Data items:
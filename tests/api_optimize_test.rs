//! Integration tests for the /optimize endpoint.

mod common;

use axum::http::StatusCode;
use common::fixtures::{self, Part};
use common::*;
use panelpress::models::ServerConfig;
use pretty_assertions::assert_eq;

#[tokio::test]
async fn test_contain_png_pads_with_black_borders() {
    let app = TestApp::new();
    let upload = fixtures::solid_png(1000, 1000, [255, 255, 255]);

    let response = app
        .post_file("/optimize?w=800&h=480&fit=contain&fmt=png", "photo.png", &upload)
        .await;

    assert_png(&response);
    assert_immutable_cache(&response);

    let image = response.image().into_rgb8();
    assert_eq!(image.dimensions(), (800, 480));
    // 480x480 content centered with 160px borders either side
    assert_eq!(image.get_pixel(0, 240).0, [0, 0, 0]);
    assert_eq!(image.get_pixel(799, 240).0, [0, 0, 0]);
    assert_pixel_near(&image.get_pixel(400, 240).0, &[255, 255, 255]);
}

#[tokio::test]
async fn test_defaults_produce_800x480_png() {
    let app = TestApp::new();
    let upload = fixtures::solid_png(40, 40, [10, 200, 30]);

    let response = app.post_file("/optimize", "a.png", &upload).await;

    assert_png(&response);
    assert_eq!(response.image().into_rgb8().dimensions(), (800, 480));
}

#[tokio::test]
async fn test_rgb565_output() {
    let app = TestApp::new();
    let upload = fixtures::solid_png(1000, 1000, [255, 255, 255]);

    let response = app
        .post_file("/optimize?w=800&h=480&fit=contain&fmt=rgb565", "photo.png", &upload)
        .await;

    assert_ok(&response);
    assert_eq!(response.bytes().len(), 768_000);
    assert_eq!(
        response.header("content-type"),
        Some("application/octet-stream")
    );
    assert_eq!(response.header("x-width"), Some("800"));
    assert_eq!(response.header("x-height"), Some("480"));
    assert_eq!(response.header("x-format"), Some("RGB565LE"));
    assert_eq!(response.header("cache-control"), Some("no-store"));
    assert_eq!(response.header("content-length"), Some("768000"));

    // Row 240: black border, then white content
    let row = 240 * 800 * 2;
    assert_eq!(&response.bytes()[row..row + 2], &[0x00, 0x00]);
    let center = row + 400 * 2;
    assert_eq!(&response.bytes()[center..center + 2], &[0xFF, 0xFF]);
}

#[tokio::test]
async fn test_cover_extreme_aspect_upload_fills_panel() {
    let app = TestApp::new();
    let upload = fixtures::solid_png(1, 4096, [0, 0, 255]);

    let response = app
        .post_file("/optimize?fit=cover&fmt=rgb565", "strip.png", &upload)
        .await;

    assert_ok(&response);
    assert_eq!(response.bytes().len(), 768_000);
    assert_eq!(&response.bytes()[..2], &[0x1F, 0x00]);
}

#[tokio::test]
async fn test_outside_fit_too_large_is_500() {
    let app = TestApp::new();
    let upload = fixtures::solid_png(1, 4096, [0, 0, 255]);

    let response = app
        .post_file("/optimize?fit=outside&fmt=rgb565", "strip.png", &upload)
        .await;

    assert_error(
        &response,
        StatusCode::INTERNAL_SERVER_ERROR,
        "Optimization failed",
    );
    let json: serde_json::Value = response.json();
    assert!(json["detail"]
        .as_str()
        .is_some_and(|d| d.starts_with("resize error")));
}

#[tokio::test]
async fn test_truncated_png_upload_is_recovered() {
    let app = TestApp::new();
    let png = fixtures::pattern_png(64, 64);
    let upload = &png[..png.len() * 9 / 10];

    let response = app
        .post_file("/optimize?w=64&h=64&fmt=rgb565", "cut.png", upload)
        .await;

    assert_ok(&response);
    assert_eq!(response.bytes().len(), 64 * 64 * 2);
}

#[tokio::test]
async fn test_display_p3_upload_is_converted_to_srgb() {
    let app = TestApp::new();
    let icc = moxcms::ColorProfile::new_display_p3().encode().unwrap();
    let upload = fixtures::icc_tagged_jpeg(16, 16, [200, 100, 50], &icc);

    let response = app
        .post_file("/optimize?w=16&h=16", "p3.jpg", &upload)
        .await;

    assert_png(&response);
    let pixel = response.image().into_rgb8().get_pixel(8, 8).0;
    for (actual, expected) in pixel.iter().zip([215u8, 93, 31]) {
        assert!(actual.abs_diff(expected) <= 6, "{pixel:?} is not sRGB");
    }
}

#[tokio::test]
async fn test_rgb565_uses_background_color() {
    let app = TestApp::new();
    let upload = fixtures::solid_png(10, 10, [0, 0, 0]);

    let response = app
        .post_file("/optimize?w=20&h=10&fmt=rgb565&bg=FF0000", "a.png", &upload)
        .await;

    assert_ok(&response);
    assert_eq!(response.bytes().len(), 20 * 10 * 2);
    // Pure red padding packs to 0xF800
    assert_eq!(&response.bytes()[..2], &[0x00, 0xF8]);
}

#[tokio::test]
async fn test_out_of_range_params_are_clamped_not_rejected() {
    let app = TestApp::new();
    let upload = fixtures::solid_png(8, 8, [50, 60, 70]);

    let response = app
        .post_file("/optimize?w=99999&h=3&q=500&fit=bogus&fmt=rgb565", "a.png", &upload)
        .await;

    assert_ok(&response);
    assert_eq!(response.header("x-width"), Some("4096"));
    assert_eq!(response.header("x-height"), Some("3"));
    assert_eq!(response.bytes().len(), 4096 * 3 * 2);
}

#[tokio::test]
async fn test_unknown_format_falls_back_to_png() {
    let app = TestApp::new();
    let upload = fixtures::solid_png(8, 8, [1, 2, 3]);

    let response = app
        .post_file("/optimize?w=8&h=8&fmt=webp", "a.png", &upload)
        .await;

    assert_png(&response);
}

#[tokio::test]
async fn test_jpeg_output() {
    let app = TestApp::new();
    let upload = fixtures::solid_png(64, 64, [200, 40, 40]);

    let response = app
        .post_file("/optimize?w=32&h=32&fmt=jpeg&q=90", "a.png", &upload)
        .await;

    assert_jpeg(&response);
    assert_immutable_cache(&response);
    assert_eq!(response.image().into_rgb8().dimensions(), (32, 32));
}

#[tokio::test]
async fn test_jpeg_input_accepted() {
    let app = TestApp::new();
    let upload = fixtures::solid_jpeg(50, 30, [90, 90, 90]);

    let response = app
        .post_file("/optimize?w=25&h=15&fit=fill", "a.jpg", &upload)
        .await;

    assert_png(&response);
    assert_eq!(response.image().into_rgb8().dimensions(), (25, 15));
}

#[tokio::test]
async fn test_inside_does_not_upscale() {
    let app = TestApp::new();
    let upload = fixtures::solid_png(100, 50, [0, 0, 255]);

    let response = app
        .post_file("/optimize?w=800&h=480&fit=inside", "a.png", &upload)
        .await;

    assert_png(&response);
    assert_eq!(response.image().into_rgb8().dimensions(), (100, 50));
}

#[tokio::test]
async fn test_alpha_padding_is_transparent() {
    let app = TestApp::new();
    let upload = fixtures::solid_png(10, 10, [0, 128, 0]);

    let response = app
        .post_file("/optimize?w=20&h=10&alpha=1", "a.png", &upload)
        .await;

    assert_png(&response);
    let image = response.image();
    assert!(image.color().has_alpha());
    let image = image.into_rgba8();
    assert_eq!(image.get_pixel(0, 5).0[3], 0);
    assert_eq!(image.get_pixel(10, 5).0, [0, 128, 0, 255]);
}

#[tokio::test]
async fn test_alpha_without_png_is_dropped() {
    let app = TestApp::new();
    let upload = fixtures::solid_rgba_png(8, 8, [10, 20, 30, 0]);

    let response = app
        .post_file("/optimize?w=8&h=8&alpha=1&fmt=jpeg", "a.png", &upload)
        .await;

    assert_jpeg(&response);
    assert!(!response.image().color().has_alpha());
}

#[tokio::test]
async fn test_strip_white_keys_background() {
    let app = TestApp::new();
    let upload = fixtures::split_png(20, 10, [200, 0, 0]);

    let response = app
        .post_file(
            "/optimize?w=20&h=10&fit=fill&alpha=1&strip=white&strip_tol=24",
            "logo.png",
            &upload,
        )
        .await;

    assert_png(&response);
    let image = response.image().into_rgba8();
    assert_eq!(image.get_pixel(2, 5).0[3], 0, "white half should be keyed");
    assert_eq!(image.get_pixel(17, 5).0[3], 255, "red half should stay");
}

#[tokio::test]
async fn test_strip_white_requires_alpha() {
    let app = TestApp::new();
    let upload = fixtures::split_png(20, 10, [200, 0, 0]);

    let response = app
        .post_file("/optimize?w=20&h=10&fit=fill&strip=white", "logo.png", &upload)
        .await;

    assert_png(&response);
    assert!(!response.image().color().has_alpha());
}

#[tokio::test]
async fn test_first_file_field_is_used() {
    let app = TestApp::new();
    let first = fixtures::solid_png(8, 8, [255, 0, 0]);
    let second = fixtures::solid_png(8, 8, [0, 0, 255]);

    let response = app
        .post_multipart(
            "/optimize?w=8&h=8&fmt=rgb565",
            &[
                Part::Text {
                    name: "note",
                    value: "ignored",
                },
                Part::File {
                    name: "image",
                    filename: "red.png",
                    data: &first,
                },
                Part::File {
                    name: "file",
                    filename: "blue.png",
                    data: &second,
                },
            ],
        )
        .await;

    assert_ok(&response);
    assert_eq!(&response.bytes()[..2], &[0x00, 0xF8]);
}

#[tokio::test]
async fn test_missing_file_is_400() {
    let app = TestApp::new();

    let response = app
        .post_multipart(
            "/optimize",
            &[Part::Text {
                name: "file",
                value: "not a file",
            }],
        )
        .await;

    assert_error(&response, StatusCode::BAD_REQUEST, "No file uploaded");
}

#[tokio::test]
async fn test_non_multipart_body_is_400() {
    let app = TestApp::new();

    let response = app
        .post_raw("/optimize", "application/json", b"{}".to_vec())
        .await;

    assert_error(&response, StatusCode::BAD_REQUEST, "Bad multipart upload");
    let json: serde_json::Value = response.json();
    assert!(json["detail"].is_string());
}

#[tokio::test]
async fn test_multipart_without_boundary_is_400() {
    let app = TestApp::new();

    let response = app
        .post_raw("/optimize", "multipart/form-data", b"--x\r\n".to_vec())
        .await;

    assert_error(&response, StatusCode::BAD_REQUEST, "Bad multipart upload");
}

#[tokio::test]
async fn test_truncated_multipart_is_400() {
    let app = TestApp::new();
    let body = format!(
        "--{}\r\nContent-Disposition: form-data; name=\"file\"; filename=\"a.png\"\r\n\r\nabc",
        fixtures::BOUNDARY
    );

    let response = app
        .post_raw(
            "/optimize",
            &format!("multipart/form-data; boundary={}", fixtures::BOUNDARY),
            body.into_bytes(),
        )
        .await;

    assert_error(&response, StatusCode::BAD_REQUEST, "Bad multipart upload");
}

#[tokio::test]
async fn test_corrupt_image_is_500() {
    let app = TestApp::new();

    let response = app
        .post_file("/optimize", "broken.png", &fixtures::corrupt_png())
        .await;

    assert_error(
        &response,
        StatusCode::INTERNAL_SERVER_ERROR,
        "Optimization failed",
    );
    let json: serde_json::Value = response.json();
    assert!(json["detail"]
        .as_str()
        .is_some_and(|d| d.starts_with("decode error")));
}

#[tokio::test]
async fn test_empty_file_is_500() {
    let app = TestApp::new();

    let response = app.post_file("/optimize", "empty.png", &[]).await;

    assert_error(
        &response,
        StatusCode::INTERNAL_SERVER_ERROR,
        "Optimization failed",
    );
}

#[tokio::test]
async fn test_oversized_upload_is_413() {
    let app = TestApp::with_config(ServerConfig {
        max_upload_bytes: 1024,
        ..TestApp::test_config()
    });
    // Not an image: rejected on size before any decode
    let upload = vec![0u8; app.config.max_upload_bytes * 4];

    let response = app.post_file("/optimize", "big.bin", &upload).await;

    assert_error(&response, StatusCode::PAYLOAD_TOO_LARGE, "File too large");
}

#[tokio::test]
async fn test_upload_at_limit_is_accepted() {
    let upload = fixtures::solid_png(4, 4, [1, 1, 1]);
    let app = TestApp::with_config(ServerConfig {
        max_upload_bytes: upload.len(),
        ..TestApp::test_config()
    });

    let response = app.post_file("/optimize?w=4&h=4", "a.png", &upload).await;

    assert_png(&response);
}

#[tokio::test]
async fn test_default_limit_rejects_over_20_mib() {
    let app = TestApp::new();
    let upload = vec![0u8; 20 * 1024 * 1024 + 1];

    let response = app.post_file("/optimize", "huge.bin", &upload).await;

    assert_error(&response, StatusCode::PAYLOAD_TOO_LARGE, "File too large");
}

#[tokio::test]
async fn test_identical_requests_give_identical_bytes() {
    let app = TestApp::new();
    let upload = fixtures::split_png(30, 20, [0, 90, 180]);

    let first = app
        .post_file("/optimize?w=15&h=10&fmt=png", "a.png", &upload)
        .await;
    let second = app
        .post_file("/optimize?w=15&h=10&fmt=png", "a.png", &upload)
        .await;

    assert_png(&first);
    assert_eq!(first.bytes(), second.bytes());
}

#[tokio::test]
async fn test_get_optimize_is_not_allowed() {
    let app = TestApp::new();

    let response = app.get("/optimize").await;

    assert_status(&response, StatusCode::METHOD_NOT_ALLOWED);
}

**WHAT YOU NEED TO DO**
Would you retype exactly the lines above, from the line with "let image = response.image().into_rgba8();" to the line with "let first = fixtures::solid_png(8, 8, [255, 0, 0]);", with both end lines kept and nothing more?

**SOLUTION TO THIS EXERCISE**
    let image = response.image().into_rgba8();
    assert_eq!(image.get_pixel(2, 5).0[3], 0, "white half should be keyed");
    assert_eq!(image.get_pixel(17, 5).0[3], 255, "red half should stay");
}

#[tokio::test]
async fn test_strip_white_requires_alpha() {
    let app = TestApp::new();
    let upload = fixtures::split_png(20, 10, [200, 0, 0]);

    let response = app
        .post_file("/optimize?w=20&h=10&fit=fill&strip=white", "logo.png", &upload)
        .await;

    assert_png(&response);
    assert!(!response.image().color().has_alpha());
}

#[tokio::test]
async fn test_first_file_field_is_used() {
    let app = TestApp::new();
    let first = fixtures::solid_png(8, 8, [255, 0, 0]);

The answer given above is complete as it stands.